“I thank you for what you have done, and now let’s go to the others,” quickly interposed the girl. But one effort to rest her weight upon her foot dissuaded her from any further immediate endeavor, and so she sought, unsuccessfully, to turn the conversation in other directions.

“Do you know,” he repeated, “that I would like to render such service that you would never wish for any other servitor?”

“Please,” said Dorothy, “let’s talk about the wonderful view of sea and forest and the heaven above.”

“I am intense in my admiration of all that is beautiful, and above all, permit me to say that I admire the beautiful Dorothy.” She raised her hand in protest, but he continued. “May I quote for you a little gem that is aptly expressive of my sentiments?”

“Well,” laughed Dorothy, quizzically looking at her foot, “I am at your mercy.”

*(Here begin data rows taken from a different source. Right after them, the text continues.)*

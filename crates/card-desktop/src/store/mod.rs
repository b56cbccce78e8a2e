//! Card store
//!
//! The single write path for card state. Every mutation goes through one of
//! the methods here so geometry clamping, band assignment and paint order are
//! enforced in one place. Unknown ids are ignored; bad geometry is clamped.
//!
//! The card list is kept sorted by z-index, so iteration order is paint order
//! (back to front).

mod arrange;
mod hit;
mod invariants;
mod mode;
mod tray;

use tracing::{debug, trace, warn};

use crate::card::{
    Card, CardConfig, CardContent, CardId, CardState, ContentStatus, SizeConstraints,
};
use crate::config::EngineConfig;
use crate::math::{Size, Vec2};
use crate::viewport::Viewport;
use crate::zindex::{Allocation, Band, ZIndexAllocator};

/// Canonical collection of open cards
#[derive(Debug)]
pub struct CardStore {
    /// Cards in paint order (ascending z-index)
    cards: Vec<Card>,
    /// Minimized cards in the order they entered the tray
    tray: Vec<CardId>,
    z_alloc: ZIndexAllocator,
    viewport: Viewport,
    config: EngineConfig,
    next_id: CardId,
}

impl Default for CardStore {
    fn default() -> Self {
        Self::new(EngineConfig::default())
    }
}

impl CardStore {
    /// Create an empty store with a default 1920x1080 viewport
    pub fn new(config: EngineConfig) -> Self {
        let viewport = Viewport::with_config(1920.0, 1080.0, &config.viewport);
        Self {
            cards: Vec::new(),
            tray: Vec::new(),
            z_alloc: ZIndexAllocator::new(&config.z_bands),
            viewport,
            config,
            next_id: 1,
        }
    }

    // =========================================================================
    // Queries
    // =========================================================================

    /// All cards, back to front
    #[inline]
    pub fn cards(&self) -> &[Card] {
        &self.cards
    }

    pub fn get(&self, id: CardId) -> Option<&Card> {
        self.cards.iter().find(|c| c.id == id)
    }

    #[inline]
    pub fn contains(&self, id: CardId) -> bool {
        self.get(id).is_some()
    }

    #[inline]
    pub fn len(&self) -> usize {
        self.cards.len()
    }

    #[inline]
    pub fn is_empty(&self) -> bool {
        self.cards.is_empty()
    }

    /// Minimized cards in tray order
    #[inline]
    pub fn tray(&self) -> &[CardId] {
        &self.tray
    }

    /// Topmost card that is not minimized
    pub fn focused(&self) -> Option<CardId> {
        self.cards
            .iter()
            .rev()
            .find(|c| !c.is_minimized())
            .map(|c| c.id)
    }

    #[inline]
    pub fn viewport(&self) -> &Viewport {
        &self.viewport
    }

    #[inline]
    pub fn config(&self) -> &EngineConfig {
        &self.config
    }

    #[inline]
    pub fn allocator(&self) -> &ZIndexAllocator {
        &self.z_alloc
    }

    // =========================================================================
    // Lifecycle
    // =========================================================================

    /// Open a new card on top of the normal band
    pub fn add_card(&mut self, config: CardConfig) -> CardId {
        let id = self.next_id;
        self.next_id += 1;

        let defaults = &self.config.cards;
        let constraints = config.constraints.unwrap_or(SizeConstraints::new(
            defaults.min_size,
            defaults.max_size,
            defaults.default_size,
        ));
        if constraints.is_misconfigured() {
            warn!(card_id = id, ?constraints, "size constraints have min > max, using default size");
        }

        let dimensions = constraints.clamp(config.size.unwrap_or(constraints.default));
        let requested = config
            .position
            .filter(|p| p.is_finite())
            .unwrap_or_else(|| self.cascade_position());
        let position = self.viewport.clamp_position(requested, dimensions);

        let mut group_keys = config.group_keys;
        group_keys.card_type.get_or_insert(config.kind);

        let allocation = self.z_alloc.allocate(Band::Focused);
        let z_index = self.apply_allocation(allocation);

        self.cards.push(Card {
            id,
            kind: config.kind,
            title: config.title.unwrap_or_else(|| config.kind.label().to_string()),
            position,
            dimensions,
            constraints,
            z_index,
            state: CardState::Normal,
            previous_state: None,
            group_keys,
            active_tab: config.active_tab,
            content: CardContent::new(config.initial_data),
            content_interactive: config.content_interactive,
        });
        self.sort_paint_order();

        debug!(card_id = id, kind = ?config.kind, z_index, "card opened");
        id
    }

    /// Auto-placement for cards opened without a position
    fn cascade_position(&self) -> Vec2 {
        let defaults = &self.config.cards;
        let step = (self.cards.len() as u32 % defaults.cascade_wrap.max(1)) as f32;
        defaults.origin + Vec2::new(step, step) * defaults.cascade_offset
    }

    /// Close a card
    pub fn remove_card(&mut self, id: CardId) -> &[Card] {
        let before = self.cards.len();
        self.cards.retain(|c| c.id != id);
        if self.cards.len() != before {
            debug!(card_id = id, "card closed");
            if self.tray.contains(&id) {
                self.tray.retain(|&tid| tid != id);
                self.reflow_tray();
            }
        }
        &self.cards
    }

    /// Close every card
    pub fn clear(&mut self) -> &[Card] {
        self.cards.clear();
        self.tray.clear();
        &self.cards
    }

    // =========================================================================
    // Geometry
    // =========================================================================

    /// Move and/or resize a normal card.
    ///
    /// Dimensions are clamped to the card's constraints, then the position is
    /// clamped into the usable viewport. Minimized and maximized cards are
    /// left alone; their geometry is owned by the tray and the viewport.
    pub fn update_geometry(
        &mut self,
        id: CardId,
        position: Option<Vec2>,
        dimensions: Option<Size>,
    ) -> &[Card] {
        let viewport = self.viewport;
        let Some(card) = self.cards.iter_mut().find(|c| c.id == id) else {
            trace!(card_id = id, "geometry update for unknown card ignored");
            return &self.cards;
        };
        if card.state != CardState::Normal {
            return &self.cards;
        }

        let dimensions = dimensions
            .filter(|d| d.width.is_finite() && d.height.is_finite())
            .map(|d| card.constraints.clamp(d))
            .unwrap_or(card.dimensions);
        let position = position.filter(|p| p.is_finite()).unwrap_or(card.position);

        card.dimensions = dimensions;
        card.position = viewport.clamp_position(position, dimensions);
        trace!(card_id = id, x = card.position.x, y = card.position.y, "geometry updated");
        &self.cards
    }

    /// Set a card's z-index directly.
    ///
    /// Values outside the card's legal band, beyond what the band has handed
    /// out so far, or held by another card are replaced by a fresh allocation.
    /// Tray cards are positional and cannot be re-stacked this way.
    pub fn set_z_index(&mut self, id: CardId, z_index: u32) -> &[Card] {
        let Some(card) = self.get(id) else {
            return &self.cards;
        };
        if card.is_minimized() {
            warn!(card_id = id, "z-index of a minimized card is owned by the tray");
            return &self.cards;
        }

        let legal = legal_bands(card.state)
            .iter()
            .any(|&band| self.z_alloc.contains(band, z_index) && z_index < self.z_alloc.peek(band));
        let taken = self.cards.iter().any(|c| c.id != id && c.z_index == z_index);

        let z_index = if legal && !taken {
            z_index
        } else {
            let band = if card.is_maximized() { Band::Maximized } else { Band::Focused };
            debug!(card_id = id, z_index, "rejected z-index, allocating from {} band", band.name());
            let allocation = self.z_alloc.allocate(band);
            self.apply_allocation(allocation)
        };

        if let Some(card) = self.card_mut(id) {
            card.z_index = z_index;
        }
        self.sort_paint_order();
        &self.cards
    }

    /// Raise a card to the top of its band.
    ///
    /// `Expanded` only marks cards just restored from the tray. Focusing a
    /// normal card folds those back into `Focused` (keeping their relative
    /// order) so the focused card ends up above every other normal card.
    pub fn focus(&mut self, id: CardId) -> &[Card] {
        let Some(card) = self.get(id) else {
            return &self.cards;
        };
        if card.is_minimized() {
            return &self.cards;
        }

        let band = if card.is_maximized() { Band::Maximized } else { Band::Focused };
        let expanded: Vec<CardId> = if band == Band::Focused {
            self.cards
                .iter()
                .filter(|c| c.id != id && self.z_alloc.contains(Band::Expanded, c.z_index))
                .map(|c| c.id)
                .collect()
        } else {
            Vec::new()
        };
        let current_band = self.z_alloc.band_of(card.z_index);
        let already_top = current_band == Some(band)
            && expanded.is_empty()
            && self
                .cards
                .iter()
                .filter(|c| c.id != id)
                .filter(|c| self.z_alloc.band_of(c.z_index).is_some_and(|b| b <= band))
                .all(|c| c.z_index < card.z_index);
        if already_top {
            return &self.cards;
        }

        // cards are in paint order, so `expanded` is already bottom-up
        for other in expanded {
            self.restack(other, Band::Focused);
        }
        let z_index = self.restack(id, band);
        self.sort_paint_order();
        debug!(card_id = id, z_index, "card focused");
        &self.cards
    }

    /// Minimize (`true`) or expand (`false`) a card
    pub fn set_minimized(&mut self, id: CardId, minimized: bool) -> &[Card] {
        if minimized {
            self.minimize(id);
        } else {
            self.expand(id);
        }
        &self.cards
    }

    /// Maximize (`true`) or return to normal (`false`)
    pub fn set_maximized(&mut self, id: CardId, maximized: bool) -> &[Card] {
        if maximized {
            self.maximize(id);
        } else {
            self.unmaximize(id);
        }
        &self.cards
    }

    // =========================================================================
    // Per-card metadata
    // =========================================================================

    /// Change the active tab, returning true if it changed
    pub fn set_active_tab(&mut self, id: CardId, tab: Option<String>) -> bool {
        match self.card_mut(id) {
            Some(card) if card.active_tab != tab => {
                card.active_tab = tab;
                true
            }
            _ => false,
        }
    }

    /// Record the renderer's content health, returning true if it changed
    pub fn set_content_status(&mut self, id: CardId, status: ContentStatus) -> bool {
        match self.card_mut(id) {
            Some(card) if card.content.status != status => {
                card.content.status = status;
                true
            }
            _ => false,
        }
    }

    // =========================================================================
    // Viewport
    // =========================================================================

    /// Apply a new viewport size, re-fitting every card
    pub fn set_viewport(&mut self, width: f32, height: f32) -> &[Card] {
        self.viewport = Viewport::with_config(width.max(0.0), height.max(0.0), &self.config.viewport);
        let viewport = self.viewport;
        let usable = viewport.usable_rect();

        for card in &mut self.cards {
            match card.state {
                CardState::Normal => {
                    card.position = viewport.clamp_position(card.position, card.dimensions);
                }
                CardState::Maximized => {
                    card.position = usable.position();
                    card.dimensions = usable.size();
                }
                CardState::Minimized => {}
            }
        }
        self.reflow_tray();
        debug!(width, height, "viewport resized");
        &self.cards
    }

    // =========================================================================
    // Internals
    // =========================================================================

    pub(crate) fn card_mut(&mut self, id: CardId) -> Option<&mut Card> {
        self.cards.iter_mut().find(|c| c.id == id)
    }

    /// Apply any band widening to existing cards and return the new value
    fn apply_allocation(&mut self, allocation: Allocation) -> u32 {
        if let Some(shift) = allocation.shift {
            for card in &mut self.cards {
                card.z_index = shift.apply(card.z_index);
            }
        }
        allocation.z_index
    }

    /// Move a card to a fresh value from `band`, returning it
    fn restack(&mut self, id: CardId, band: Band) -> u32 {
        let allocation = self.z_alloc.allocate(band);
        let z_index = self.apply_allocation(allocation);
        if let Some(card) = self.card_mut(id) {
            card.z_index = z_index;
        }
        z_index
    }

    fn sort_paint_order(&mut self) {
        self.cards.sort_by_key(|c| c.z_index);
    }
}

/// Bands a card in `state` may take its z-index from
fn legal_bands(state: CardState) -> &'static [Band] {
    match state {
        CardState::Minimized => &[Band::Minimized],
        CardState::Normal => &[Band::Base, Band::Focused, Band::Expanded],
        CardState::Maximized => &[Band::Maximized],
    }
}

The man by her side did not venture to touch her hand, which rested on the bench almost beside his own, but, with earnest intensity of his manner, he leaned forward and looked longingly, nay lovingly, into her eyes till they fell before his gaze. His face, handsome and animated, his voice musical and well modulated. Every word was spoken slowly as if to admit of certain assimilation.

“May my Heaven be
A rosary bower,
With one sweet angel,
And that one—Thee!”

There was a moment’s pause.

“Miss Calvert,” he went on, “I would that my heaven might begin on earth. It will, if you will be mine.”

Dorothy, like all other girls, under similar circumstances, had felt for a moment the compliment of a man’s love, then all at once she recalled the conversation between Alfy and her quondam lover, and with her quick intuition, she had recognized her possible inheritance as the probable cause of Mr. Dauntrey’s sudden declaration. Still she would not be unkind.